Q-omics provides the consensus-scored CCDC102B profile across patient tissues and cancer cell-line models. CCDC102B expression is associated with patient survival in 23 of 34 cancer types, with the highest sampling consensus in KIRP. Among the 18 cancer types available for tumor–normal comparison, CCDC102B is differentially expressed in 11, with the highest sampling consensus in HNSC. Additionally, CCDC102B RNA expression shows 19,039 significant gene co-expression associations, with the highest sampling consensus in UVM. Together, these results highlight KIRP, HNSC, and UVM as cancer lineages where CCDC102B shows reproducible signals across survival, tumor–normal expression, and patient cross-omics analyses.
Every result is evaluated using two consensus scores. Sampling consensus measures how consistently a finding is reproduced within a cancer lineage across different conditions. Lineage consensus measures how broadly the result is shared across cancer types, distinguishing pan-cancer signals from lineage-specific patterns.
Premium analyses for CCDC102B — synthetic lethality, tumor antigen, and pembrolizumab response.
This table summarizes CCDC102B survival associations across molecular data types. CCDC102B RNA expression shows survival associations in the most cancer types (23), followed by mutation status (5) and mass-spec protein abundance (3). The rightmost column indicates the cancer type with the highest sampling consensus for each molecular layer.
This table ranks reproducible CCDC102B RNA expression–survival associations across cancer types. High CCDC102B expression shows unfavorable associations in KIRP, BLCA, UVM, UCEC and STAD, but favorable associations in SKCM. The KIRP Kaplan–Meier curve shows clear separation, with the high-expression group declining faster, consistent with the unfavorable association (log-rank p < 0.001). Together, the overview and detailed table identify KIRP as the clearest survival context for CCDC102B RNA expression.
This table summarizes CCDC102B tumor–normal expression differences by data type. RNA shows broader differences across cancer types, with a lineage consensus of 11, while mass-spec protein shows differences in 4. The strongest signals are observed in HNSC for RNA and LUAD for protein.
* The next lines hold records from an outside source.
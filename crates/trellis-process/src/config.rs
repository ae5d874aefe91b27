//! Process node configuration

use std::collections::BTreeMap;
use std::fmt;
use std::path::PathBuf;
use std::sync::Arc;
use std::time::Duration;

use serde::{Deserialize, Serialize};

/// One OS command: no shell, one PID
#[derive(Debug, Clone, Default, PartialEq, Eq, Serialize, Deserialize)]
#[serde(default)]
pub struct ProcessSpec {
    pub command: String,
    pub args: Vec<String>,
    pub cwd: Option<PathBuf>,
    pub env: BTreeMap<String, String>,
}

impl ProcessSpec {
    pub fn new(command: impl Into<String>) -> Self {
        Self {
            command: command.into(),
            ..Default::default()
        }
    }

    pub fn with_args<I, S>(mut self, args: I) -> Self
    where
        I: IntoIterator<Item = S>,
        S: Into<String>,
    {
        self.args.extend(args.into_iter().map(Into::into));
        self
    }

    pub fn with_cwd(mut self, cwd: impl Into<PathBuf>) -> Self {
        self.cwd = Some(cwd.into());
        self
    }

    pub fn with_env(mut self, key: impl Into<String>, value: impl Into<String>) -> Self {
        self.env.insert(key.into(), value.into());
        self
    }
}

/// Retry budget of a node
#[derive(Debug, Clone, Copy, PartialEq, Eq, Serialize, Deserialize)]
#[serde(default)]
pub struct RetryConfig {
    pub max_retries: u32,
    /// Wait before restarting a failed subtree
    pub min_timeout_ms: u64,
}

impl Default for RetryConfig {
    fn default() -> Self {
        Self {
            max_retries: 10,
            min_timeout_ms: 1_000,
        }
    }
}

impl RetryConfig {
    pub fn new(max_retries: u32, min_timeout: Duration) -> Self {
        Self {
            max_retries,
            min_timeout_ms: min_timeout.as_millis() as u64,
        }
    }

    pub fn min_timeout(&self) -> Duration {
        Duration::from_millis(self.min_timeout_ms)
    }
}

/// Classifies an output line; `true` marks it
pub type OutputClassifier = Arc<dyn Fn(&str) -> bool + Send + Sync>;

/// A supervised process
#[derive(Clone)]
pub struct NodeConfig {
    pub name: String,
    pub spec: ProcessSpec,
    pub retry: RetryConfig,
    /// Output lines that count as a failure. Nothing does by default.
    pub is_error: Option<OutputClassifier>,
    /// Output lines that fail the tree immediately, skipping retries
    pub is_critical: Option<OutputClassifier>,
}

impl fmt::Debug for NodeConfig {
    fn fmt(&self, f: &mut fmt::Formatter<'_>) -> fmt::Result {
        f.debug_struct("NodeConfig")
            .field("name", &self.name)
            .field("spec", &self.spec)
            .field("retry", &self.retry)
            .finish_non_exhaustive()
    }
}

impl NodeConfig {
    pub fn new(name: impl Into<String>, spec: ProcessSpec) -> Self {
        Self {
            name: name.into(),
            spec,
            retry: RetryConfig::default(),
            is_error: None,
            is_critical: None,
        }
    }

    pub fn with_retry(mut self, retry: RetryConfig) -> Self {
        self.retry = retry;
        self
    }

    pub fn with_error_classifier(mut self, f: impl Fn(&str) -> bool + Send + Sync + 'static) -> Self {
        self.is_error = Some(Arc::new(f));
        self
    }

    pub fn with_critical_classifier(mut self, f: impl Fn(&str) -> bool + Send + Sync + 'static) -> Self {
        self.is_critical = Some(Arc::new(f));
        self
    }

    pub(crate) fn classify(&self, line: &str) -> (bool, bool) {
        let critical = self.is_critical.as_ref().is_some_and(|f| f(line));
        let error = critical || self.is_error.as_ref().is_some_and(|f| f(line));
        (error, critical)
    }
}
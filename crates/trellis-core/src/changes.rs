//! Change detection: mapping changed files to affected modules

use std::collections::BTreeMap;
use std::path::{Path, PathBuf};

use serde::{Deserialize, Serialize};
use tracing::{debug, info};

use crate::config::defaults;
use crate::error::Result;
use crate::graph::ConfigGraph;

/// A module affected by a set of file changes
#[derive(Debug, Clone, Serialize, Deserialize)]
pub struct ChangedModule {
    /// Module name
    pub name: String,
    /// Module path
    pub path: PathBuf,
    /// Files that changed in this module
    pub changed_files: Vec<PathBuf>,
    /// Reason for inclusion
    pub change_reason: ChangeReason,
}

/// Reason why a module is considered changed
#[derive(Debug, Clone, PartialEq, Eq, Serialize, Deserialize)]
pub enum ChangeReason {
    /// Files inside the module changed
    DirectChanges,
    /// A module it builds on changed
    DependencyChanged(String),
}

impl std::fmt::Display for ChangeReason {
    fn fmt(&self, f: &mut std::fmt::Formatter<'_>) -> std::fmt::Result {
        match self {
            Self::DirectChanges => write!(f, "direct changes"),
            Self::DependencyChanged(dep) => write!(f, "dependency '{}' changed", dep),
        }
    }
}

/// Result of change detection
#[derive(Debug, Clone, Default)]
pub struct ChangeSet {
    /// A project configuration file changed
    pub config_changed: bool,
    /// Affected modules, sorted by name
    pub modules: Vec<ChangedModule>,
    /// Changed files outside every module
    pub unmatched: Vec<PathBuf>,
}

impl ChangeSet {
    pub fn module_names(&self) -> Vec<String> {
        self.modules.iter().map(|m| m.name.clone()).collect()
    }

    pub fn is_empty(&self) -> bool {
        !self.config_changed && self.modules.is_empty()
    }
}

/// Change detector for project modules
#[derive(Debug, Clone)]
pub struct ChangeDetector {
    /// Include modules whose build depends on a changed module
    include_transitive: bool,
}

impl Default for ChangeDetector {
    fn default() -> Self {
        Self::new()
    }
}

impl ChangeDetector {
    pub fn new() -> Self {
        Self {
            include_transitive: true,
        }
    }

    /// Set whether to include transitive build dependants
    pub fn with_transitive(mut self, include: bool) -> Self {
        self.include_transitive = include;
        self
    }

    /// Whether a path names a project configuration file
    pub fn is_config_file(path: &Path) -> bool {
        path.file_name()
            .and_then(|n| n.to_str())
            .map(defaults::is_config_file_name)
            .unwrap_or(false)
    }

    /// Determine which modules are affected by changes to the given files
    pub fn detect_changes(&self, graph: &ConfigGraph, changed_files: &[PathBuf]) -> Result<ChangeSet> {
        debug!(
            changed_files = changed_files.len(),
            transitive = self.include_transitive,
            "detecting changed modules"
        );

        let mut set = ChangeSet::default();
        let mut changed: BTreeMap<String, ChangedModule> = BTreeMap::new();
        let modules = graph.get_modules(None, true)?;

        for file in changed_files {
            if Self::is_config_file(file) {
                set.config_changed = true;
                continue;
            }

            let mut matched = false;
            for module in modules.iter().filter(|m| file.starts_with(&m.path)) {
                matched = true;
                changed
                    .entry(module.name.clone())
                    .or_insert_with(|| ChangedModule {
                        name: module.name.clone(),
                        path: module.path.clone(),
                        changed_files: Vec::new(),
                        change_reason: ChangeReason::DirectChanges,
                    })
                    .changed_files
                    .push(file.clone());
            }

            if !matched {
                set.unmatched.push(file.clone());
            }
        }

        if self.include_transitive {
            let direct: Vec<String> = changed.keys().cloned().collect();
            for name in &direct {
                let dependants = graph.get_dependants_for_module(name, true)?;
                for module in dependants.build {
                    changed
                        .entry(module.name.clone())
                        .or_insert_with(|| ChangedModule {
                            name: module.name.clone(),
                            path: module.path.clone(),
                            changed_files: Vec::new(),
                            change_reason: ChangeReason::DependencyChanged(name.clone()),
                        });
                }
            }
        }

        set.modules = changed.into_values().collect();
        info!(
            changed_modules = set.modules.len(),
            config_changed = set.config_changed,
            "change detection complete"
        );
        Ok(set)
    }
}
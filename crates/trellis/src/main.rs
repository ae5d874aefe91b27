//! Trellis - Development orchestration CLI

mod cli;
mod exit_codes;
mod session;

use clap::Parser;
use tracing_subscriber::{layer::SubscriberExt, util::SubscriberInitExt, EnvFilter, Layer};

use cli::{output, Cli};

fn main() {
    let cli = Cli::parse();
    let guard = init_tracing(cli.verbose);

    let code = match cli.execute() {
        Ok(()) => exit_codes::SUCCESS,
        Err(e) => {
            output::error(&format!("{:#}", e));
            exit_codes::for_error(&e)
        }
    };

    // flush the file log before exiting
    drop(guard);
    std::process::exit(code);
}

/// Set up tracing with two layers:
/// - Console: controlled by RUST_LOG (default: warn, info with --verbose)
/// - File: always debug-level JSON to ~/.trellis/logs/
fn init_tracing(verbose: bool) -> Option<tracing_appender::non_blocking::WorkerGuard> {
    let default_level = if verbose { "info" } else { "warn" };
    let console_filter =
        EnvFilter::try_from_default_env().unwrap_or_else(|_| EnvFilter::new(default_level));

    if let Some(log_dir) = log_directory() {
        let file_appender = tracing_appender::rolling::daily(&log_dir, "trellis.log");
        let (non_blocking, guard) = tracing_appender::non_blocking(file_appender);

        tracing_subscriber::registry()
            .with(
                tracing_subscriber::fmt::layer()
                    .with_target(false)
                    .with_writer(std::io::stderr)
                    .with_filter(console_filter),
            )
            .with(
                tracing_subscriber::fmt::layer()
                    .json()
                    .with_writer(non_blocking)
                    .with_target(true)
                    .with_filter(EnvFilter::new("debug")),
            )
            .init();

        return Some(guard);
    }

    // Fallback: console only
    tracing_subscriber::registry()
        .with(
            tracing_subscriber::fmt::layer()
                .with_target(false)
                .with_writer(std::io::stderr)
                .with_filter(console_filter),
        )
        .init();

    None
}

/// Returns the log directory path, creating it if needed.
fn log_directory() -> Option<std::path::PathBuf> {
    let log_dir = dirs::home_dir()?.join(".trellis").join("logs");
    std::fs::create_dir_all(&log_dir).ok()?;
    Some(log_dir)
}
This table ranks reproducible tumor–normal expression differences for CCDC102B. A negative fold-change indicates higher expression in normal tissue than in tumor tissue. CCDC102B shows lower tumor expression in KICH, LUSC and LUAD and higher tumor expression in HNSC, KIRC and LIHC. The HNSC box plot shows higher CCDC102B RNA expression in tumor versus normal tissue (log2 FC = +0.844, t-test p < 0.001).
This table shows molecular features associated with CCDC102B in patient tissues and cancer cell lines. In patient samples, CCDC102B shows the broadest associations at the RNA and protein expression levels, with UVM recurring as the lineage with the largest associated feature set. In cancer cell lines, CCDC102B RNA and mutation anchors are most strongly linked to RNA-expression features, especially in OESOPHAGUS, while CRISPR and shRNA rows add functional-dependency signals in PANCREAS and BLOOD_Leukemia.